All of the data is to be copied without a single change.

━━ EXTRACTED INFORMATION ━━

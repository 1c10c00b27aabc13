//! Request dispatch pipeline and rotation engine
//!
//! This module provides:
//! - the ingress proxy server (plain HTTP and CONNECT)
//! - the per-request dispatcher with retry/fallback
//! - the rotation selectors
//! - upstream transports (HTTP CONNECT, SOCKS)
//! - the health prober for demoted upstreams

pub mod dispatcher;
pub mod health;
pub mod rotation;
pub mod server;
pub mod transport;
pub mod tunnel;

pub use dispatcher::{AccountingStore, DbAccountingStore, Dispatcher};
pub use health::{HealthProber, HealthProberConfig, HealthProberHandle};
pub use rotation::{build_selector, DynamicSelector, ProxySelector};
pub use server::ProxyServer;
pub use transport::ProxyTransport;
pub use tunnel::TunnelHandler;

━━━

EXERCISE RESULT:
repository 1c10c00b27aabc13
//! Request dispatch pipeline and rotation engine
//!
//! This module provides:
//! - the ingress proxy server (plain HTTP and CONNECT)
//! - the per-request dispatcher with retry/fallback
//! - the rotation selectors
//! - upstream transports (HTTP CONNECT, SOCKS)
//! - the health prober for demoted upstreams

pub mod dispatcher;
pub mod health;
pub mod rotation;
pub mod server;
pub mod transport;
pub mod tunnel;

pub use dispatcher::{AccountingStore, DbAccountingStore, Dispatcher};
pub use health::{HealthProber, HealthProberConfig, HealthProberHandle};
pub use rotation::{build_selector, DynamicSelector, ProxySelector};
pub use server::ProxyServer;
pub use transport::ProxyTransport;
pub use tunnel::TunnelHandler;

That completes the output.